Task brief — Each entry that follows must be output without any deviation.

Records from a data source

================

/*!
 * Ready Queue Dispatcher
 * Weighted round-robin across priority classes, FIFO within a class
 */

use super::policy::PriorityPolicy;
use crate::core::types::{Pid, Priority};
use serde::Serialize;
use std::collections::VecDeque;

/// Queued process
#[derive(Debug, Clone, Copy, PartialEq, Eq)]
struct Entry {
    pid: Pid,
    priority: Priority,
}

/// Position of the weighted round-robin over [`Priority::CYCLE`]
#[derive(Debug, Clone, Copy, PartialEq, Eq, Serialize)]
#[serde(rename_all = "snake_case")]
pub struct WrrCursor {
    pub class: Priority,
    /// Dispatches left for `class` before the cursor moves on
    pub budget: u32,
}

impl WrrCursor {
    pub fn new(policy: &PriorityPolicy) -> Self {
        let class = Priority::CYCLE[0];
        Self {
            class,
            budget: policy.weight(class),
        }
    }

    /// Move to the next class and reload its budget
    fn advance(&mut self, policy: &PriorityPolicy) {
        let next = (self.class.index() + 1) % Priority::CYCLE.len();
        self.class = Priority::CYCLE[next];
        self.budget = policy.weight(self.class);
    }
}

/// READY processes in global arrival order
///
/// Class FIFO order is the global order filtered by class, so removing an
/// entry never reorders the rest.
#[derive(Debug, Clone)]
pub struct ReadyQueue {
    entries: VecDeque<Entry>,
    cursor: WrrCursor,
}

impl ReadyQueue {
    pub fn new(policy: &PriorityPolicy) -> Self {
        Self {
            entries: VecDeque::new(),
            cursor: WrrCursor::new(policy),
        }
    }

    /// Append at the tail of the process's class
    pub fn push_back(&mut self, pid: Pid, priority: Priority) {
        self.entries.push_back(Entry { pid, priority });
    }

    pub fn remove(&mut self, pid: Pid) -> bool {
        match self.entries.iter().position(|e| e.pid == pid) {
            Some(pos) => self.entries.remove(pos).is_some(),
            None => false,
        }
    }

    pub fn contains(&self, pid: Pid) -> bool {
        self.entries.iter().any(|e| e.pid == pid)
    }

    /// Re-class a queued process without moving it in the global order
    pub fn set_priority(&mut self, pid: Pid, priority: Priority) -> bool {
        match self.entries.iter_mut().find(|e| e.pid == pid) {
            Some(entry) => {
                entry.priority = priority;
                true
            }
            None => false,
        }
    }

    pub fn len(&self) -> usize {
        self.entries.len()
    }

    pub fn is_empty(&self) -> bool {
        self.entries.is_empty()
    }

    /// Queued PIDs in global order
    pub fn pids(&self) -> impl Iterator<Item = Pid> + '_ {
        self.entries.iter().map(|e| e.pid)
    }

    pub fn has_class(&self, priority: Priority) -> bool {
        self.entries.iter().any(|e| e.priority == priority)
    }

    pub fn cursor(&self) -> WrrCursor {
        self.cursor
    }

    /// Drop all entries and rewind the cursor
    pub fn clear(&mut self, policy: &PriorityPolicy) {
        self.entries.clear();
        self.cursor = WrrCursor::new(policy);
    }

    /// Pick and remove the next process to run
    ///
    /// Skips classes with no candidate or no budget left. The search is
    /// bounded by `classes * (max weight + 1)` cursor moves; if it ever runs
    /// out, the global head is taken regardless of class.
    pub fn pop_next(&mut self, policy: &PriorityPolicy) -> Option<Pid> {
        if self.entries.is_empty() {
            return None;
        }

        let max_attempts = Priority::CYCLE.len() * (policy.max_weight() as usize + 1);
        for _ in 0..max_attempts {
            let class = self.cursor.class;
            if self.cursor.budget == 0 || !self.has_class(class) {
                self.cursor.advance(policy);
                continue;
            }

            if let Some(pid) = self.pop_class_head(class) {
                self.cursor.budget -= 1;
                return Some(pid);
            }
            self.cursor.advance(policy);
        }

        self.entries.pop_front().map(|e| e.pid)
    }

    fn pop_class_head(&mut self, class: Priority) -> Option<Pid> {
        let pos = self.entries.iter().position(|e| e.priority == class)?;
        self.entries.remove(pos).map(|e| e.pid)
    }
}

================

Reply —
/*!
 * Ready Queue Dispatcher
 * Weighted round-robin across priority classes, FIFO within a class
 */

use super::policy::PriorityPolicy;
use crate::core::types::{Pid, Priority};
use serde::Serialize;
use std::collections::VecDeque;

/// Queued process
#[derive(Debug, Clone, Copy, PartialEq, Eq)]
struct Entry {
    pid: Pid,
    priority: Priority,
}

/// Position of the weighted round-robin over [`Priority::CYCLE`]
#[derive(Debug, Clone, Copy, PartialEq, Eq, Serialize)]
#[serde(rename_all = "snake_case")]
pub struct WrrCursor {
    pub class: Priority,
    /// Dispatches left for `class` before the cursor moves on
    pub budget: u32,
}

impl WrrCursor {
    pub fn new(policy: &PriorityPolicy) -> Self {
        let class = Priority::CYCLE[0];
        Self {
            class,
            budget: policy.weight(class),
        }
    }

    /// Move to the next class and reload its budget
    fn advance(&mut self, policy: &PriorityPolicy) {
        let next = (self.class.index() + 1) % Priority::CYCLE.len();
        self.class = Priority::CYCLE[next];
        self.budget = policy.weight(self.class);
    }
}

/// READY processes in global arrival order
///
/// Class FIFO order is the global order filtered by class, so removing an
/// entry never reorders the rest.
#[derive(Debug, Clone)]
pub struct ReadyQueue {
    entries: VecDeque<Entry>,
    cursor: WrrCursor,
}

impl ReadyQueue {
    pub fn new(policy: &PriorityPolicy) -> Self {
        Self {
            entries: VecDeque::new(),
            cursor: WrrCursor::new(policy),
        }
    }

    /// Append at the tail of the process's class
    pub fn push_back(&mut self, pid: Pid, priority: Priority) {
        self.entries.push_back(Entry { pid, priority });
    }

    pub fn remove(&mut self, pid: Pid) -> bool {
        match self.entries.iter().position(|e| e.pid == pid) {
            Some(pos) => self.entries.remove(pos).is_some(),
            None => false,
        }
    }

    pub fn contains(&self, pid: Pid) -> bool {
        self.entries.iter().any(|e| e.pid == pid)
    }

    /// Re-class a queued process without moving it in the global order
    pub fn set_priority(&mut self, pid: Pid, priority: Priority) -> bool {
        match self.entries.iter_mut().find(|e| e.pid == pid) {
            Some(entry) => {
                entry.priority = priority;
                true
            }
            None => false,
        }
    }

    pub fn len(&self) -> usize {
        self.entries.len()
    }

    pub fn is_empty(&self) -> bool {
        self.entries.is_empty()
    }

    /// Queued PIDs in global order
    pub fn pids(&self) -> impl Iterator<Item = Pid> + '_ {
        self.entries.iter().map(|e| e.pid)
    }

    pub fn has_class(&self, priority: Priority) -> bool {
        self.entries.iter().any(|e| e.priority == priority)
    }

    pub fn cursor(&self) -> WrrCursor {
        self.cursor
    }

    /// Drop all entries and rewind the cursor
    pub fn clear(&mut self, policy: &PriorityPolicy) {
        self.entries.clear();
        self.cursor = WrrCursor::new(policy);
    }

    /// Pick and remove the next process to run
    ///
    /// Skips classes with no candidate or no budget left. The search is
    /// bounded by `classes * (max weight + 1)` cursor moves; if it ever runs
    /// out, the global head is taken regardless of class.
    pub fn pop_next(&mut self, policy: &PriorityPolicy) -> Option<Pid> {
        if self.entries.is_empty() {
            return None;
        }

        let max_attempts = Priority::CYCLE.len() * (policy.max_weight() as usize + 1);
        for _ in 0..max_attempts {
            let class = self.cursor.class;
            if self.cursor.budget == 0 || !self.has_class(class) {
                self.cursor.advance(policy);
                continue;
            }

            if let Some(pid) = self.pop_class_head(class) {
                self.cursor.budget -= 1;
                return Some(pid);
            }
            self.cursor.advance(policy);
        }

        self.entries.pop_front().map(|e| e.pid)
    }

    fn pop_class_head(&mut self, class: Priority) -> Option<Pid> {
        let pos = self.entries.iter().position(|e| e.priority == class)?;
        self.entries.remove(pos).map(|e| e.pid)
    }
}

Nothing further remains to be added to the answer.